> The problem: Pick out the lines below that contain the string "model" and copy them all.

[Stored data entries]
* * *

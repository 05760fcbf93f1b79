pub mod scanner;
pub use scanner::{LiveText, ScanState};

pub mod params;
pub use params::extract_parameters;

pub mod paging;
pub use paging::{
    classify_paging, has_limit_clause, has_offset_clause, has_order_by_clause,
    PagingCompatibility,
};

pub mod model;
pub use model::QueryStructure;

pub mod parser;
pub use parser::{ParseError, StructuralParser};

pub mod generator;
pub use generator::{BuildOptions, BuildResult, Dialect, QuoteStyle, SqlBuilder};
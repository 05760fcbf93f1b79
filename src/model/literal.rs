use std::fmt;

use serde::{Deserialize, Serialize};

/// A scalar value as it appears on the right side of a condition. `Display`
/// renders the SQL form, so generation is a plain `to_string`.
#[derive(Debug, Clone, PartialEq, Serialize, Deserialize)]
pub enum Literal {
    Int(i64),
    Float(f64),
    Str(String),
    Bool(bool),
    Null,
    Param(String),
    Column { table_ref: Option<String>, name: String },
}

impl Literal {
    /// Rewrites the table reference of a `Column` value; other variants are
    /// returned unchanged.
    pub fn with_renamed_table_ref(&self, old: &str, new: &str) -> Literal {
        match self {
            Literal::Column { table_ref: Some(table), name }
                if table.eq_ignore_ascii_case(old) =>
            {
                Literal::Column { table_ref: Some(new.to_string()), name: name.clone() }
            }
            other => other.clone(),
        }
    }
}

impl fmt::Display for Literal {
    fn fmt(&self, f: &mut fmt::Formatter<'_>) -> fmt::Result {
        match self {
            Literal::Int(value) => write!(f, "{}", value),
            Literal::Float(value) => write!(f, "{}", value),
            Literal::Str(value) => write!(f, "'{}'", value.replace('\'', "''")),
            Literal::Bool(true) => write!(f, "TRUE"),
            Literal::Bool(false) => write!(f, "FALSE"),
            Literal::Null => write!(f, "NULL"),
            Literal::Param(name) => write!(f, ":{}", name),
            Literal::Column { table_ref: Some(table), name } => write!(f, "{}.{}", table, name),
            Literal::Column { table_ref: None, name } => write!(f, "{}", name),
        }
    }
}

#[cfg(test)]
mod tests {
    use crate::model::Literal;

    #[test]
    pub fn test_literal_display() {
        assert_eq!(Literal::Int(42).to_string(), "42");
        assert_eq!(Literal::Float(1.5).to_string(), "1.5");
        assert_eq!(Literal::Bool(true).to_string(), "TRUE");
        assert_eq!(Literal::Null.to_string(), "NULL");
        assert_eq!(Literal::Param("id".to_string()).to_string(), ":id");
    }

    #[test]
    pub fn test_literal_string_escapes_quotes() {
        let literal = Literal::Str("it's".to_string());

        assert_eq!(literal.to_string(), "'it''s'");
    }

    #[test]
    pub fn test_literal_column_display() {
        let qualified = Literal::Column { table_ref: Some("e".to_string()), name: "id".to_string() };
        let bare = Literal::Column { table_ref: None, name: "id".to_string() };

        assert_eq!(qualified.to_string(), "e.id");
        assert_eq!(bare.to_string(), "id");
    }

    #[test]
    pub fn test_literal_rename_table_ref() {
        let literal = Literal::Column { table_ref: Some("old".to_string()), name: "id".to_string() };

        let renamed = literal.with_renamed_table_ref("OLD", "fresh");

        assert_eq!(
            renamed,
            Literal::Column { table_ref: Some("fresh".to_string()), name: "id".to_string() }
        );
        assert_eq!(Literal::Int(1).with_renamed_table_ref("old", "fresh"), Literal::Int(1));
    }
}
use serde::{Deserialize, Serialize};

#[derive(Debug, Clone, PartialEq, Serialize, Deserialize)]
pub struct FromTable {
    pub name: String,
    pub alias: Option<String>,
}
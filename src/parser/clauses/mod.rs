pub mod text_collector;
pub use text_collector::*;

pub mod literal_parser;
pub use literal_parser::*;

pub mod column_term;
pub use column_term::*;

pub mod comparison;
pub use comparison::*;

pub mod select_parser;
pub use select_parser::*;

pub mod from_parser;
pub use from_parser::*;

pub mod join_parser;
pub use join_parser::*;

pub mod condition_parser;
pub use condition_parser::*;

pub mod group_by_parser;
pub use group_by_parser::*;

pub mod order_by_parser;
pub use order_by_parser::*;

pub mod limit_offset_parser;
pub use limit_offset_parser::*;
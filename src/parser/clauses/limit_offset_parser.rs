use crate::model::Literal;
use crate::parser::clauses::LiteralParser;
use crate::parser::{ParseError, QueryCursor};

pub struct LimitOffsetParser;

impl LimitOffsetParser {
    /// Parses trailing `LIMIT n` / `OFFSET n` in either order, each at most
    /// once. Negative integers parse fine; they become validation errors at
    /// generation time.
    pub fn parse(cursor: &mut QueryCursor) -> Result<(Option<i64>, Option<i64>), ParseError> {
        let mut limit = None;
        let mut offset = None;

        while !cursor.check_next_phase() {
            if let Some(len) = cursor.comparers.limit.matched_len(cursor) {
                if limit.is_some() {
                    return ParseError::new("duplicate LIMIT", cursor.position, cursor).err();
                }
                cursor.jump(len);
                limit = Some(Self::parse_int(cursor, "LIMIT")?);
            } else if let Some(len) = cursor.comparers.offset.matched_len(cursor) {
                if offset.is_some() {
                    return ParseError::new("duplicate OFFSET", cursor.position, cursor).err();
                }
                cursor.jump(len);
                offset = Some(Self::parse_int(cursor, "OFFSET")?);
            } else {
                return ParseError::new(
                    "unexpected token after LIMIT/OFFSET",
                    cursor.position,
                    cursor,
                )
                .err();
            }
        }

        Ok((limit, offset))
    }

    fn parse_int(cursor: &mut QueryCursor, clause: &str) -> Result<i64, ParseError> {
        cursor.next_non_whitespace();
        let pivot = cursor.position;

        match LiteralParser::parse(cursor)? {
            Literal::Int(value) => Ok(value),
            _ => ParseError::new(&format!("{} requires an integer", clause), pivot, cursor).err(),
        }
    }
}

#[cfg(test)]
mod tests {
    use crate::parser::clauses::LimitOffsetParser;
    use crate::parser::{Phase, QueryCursor};

    fn at_limit(text: &str) -> QueryCursor {
        let mut cursor = QueryCursor::new(text);
        cursor.phase = Phase::OrderBy;
        assert!(cursor.check_next_phase());
        cursor
    }

    #[test]
    pub fn test_limit_only() {
        let mut cursor = at_limit("LIMIT 10");

        let (limit, offset) = LimitOffsetParser::parse(&mut cursor).expect("Failed to parse");

        assert_eq!(limit, Some(10));
        assert_eq!(offset, None);
    }

    #[test]
    pub fn test_offset_only() {
        let mut cursor = at_limit("OFFSET 40");

        let (limit, offset) = LimitOffsetParser::parse(&mut cursor).expect("Failed to parse");

        assert_eq!(limit, None);
        assert_eq!(offset, Some(40));
    }

    #[test]
    pub fn test_offset_then_limit() {
        let mut cursor = at_limit("OFFSET 60 LIMIT 20");

        let (limit, offset) = LimitOffsetParser::parse(&mut cursor).expect("Failed to parse");

        assert_eq!(limit, Some(20));
        assert_eq!(offset, Some(60));
    }

    #[test]
    pub fn test_limit_non_integer_is_error() {
        let mut cursor = at_limit("LIMIT soon");

        let result = LimitOffsetParser::parse(&mut cursor);

        match result {
            Ok(_) => panic!(),
            Err(err) => assert_eq!(err.message, "LIMIT requires an integer"),
        };
    }

    #[test]
    pub fn test_duplicate_limit_is_error() {
        let mut cursor = at_limit("LIMIT 10 LIMIT 20");

        let result = LimitOffsetParser::parse(&mut cursor);

        match result {
            Ok(_) => panic!(),
            Err(err) => assert_eq!(err.message, "duplicate LIMIT"),
        };
    }

    #[test]
    pub fn test_trailing_garbage_is_error() {
        let mut cursor = at_limit("LIMIT 10 garbage");

        let result = LimitOffsetParser::parse(&mut cursor);

        match result {
            Ok(_) => panic!(),
            Err(err) => assert_eq!(err.message, "unexpected token after LIMIT/OFFSET"),
        };
    }
}
use crate::parser::{ParseError, QueryCursor, WordComparer};

pub struct TextCollector;

impl TextCollector {
    /// Collects the identifier run at the cursor; an empty run is an error.
    /// Stops at any non-word character, so operators and punctuation glued to
    /// an identifier ("a=1") end the run cleanly.
    pub fn collect(cursor: &mut QueryCursor) -> Result<String, ParseError> {
        let pivot = cursor.position;

        while !cursor.eof()
            && WordComparer::is_word_char(cursor.current())
            && cursor.is_live(cursor.position)
        {
            cursor.next();
        }

        if cursor.position == pivot {
            return ParseError::new("expected identifier", pivot, cursor).err();
        }

        Ok(cursor.text_from_pivot(pivot))
    }
}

* * *

> Solution to the exercise:
pub mod model;
pub use model::QueryStructure;
filename src/model/literal.rs
    use crate::model::Literal;
use crate::model::Literal;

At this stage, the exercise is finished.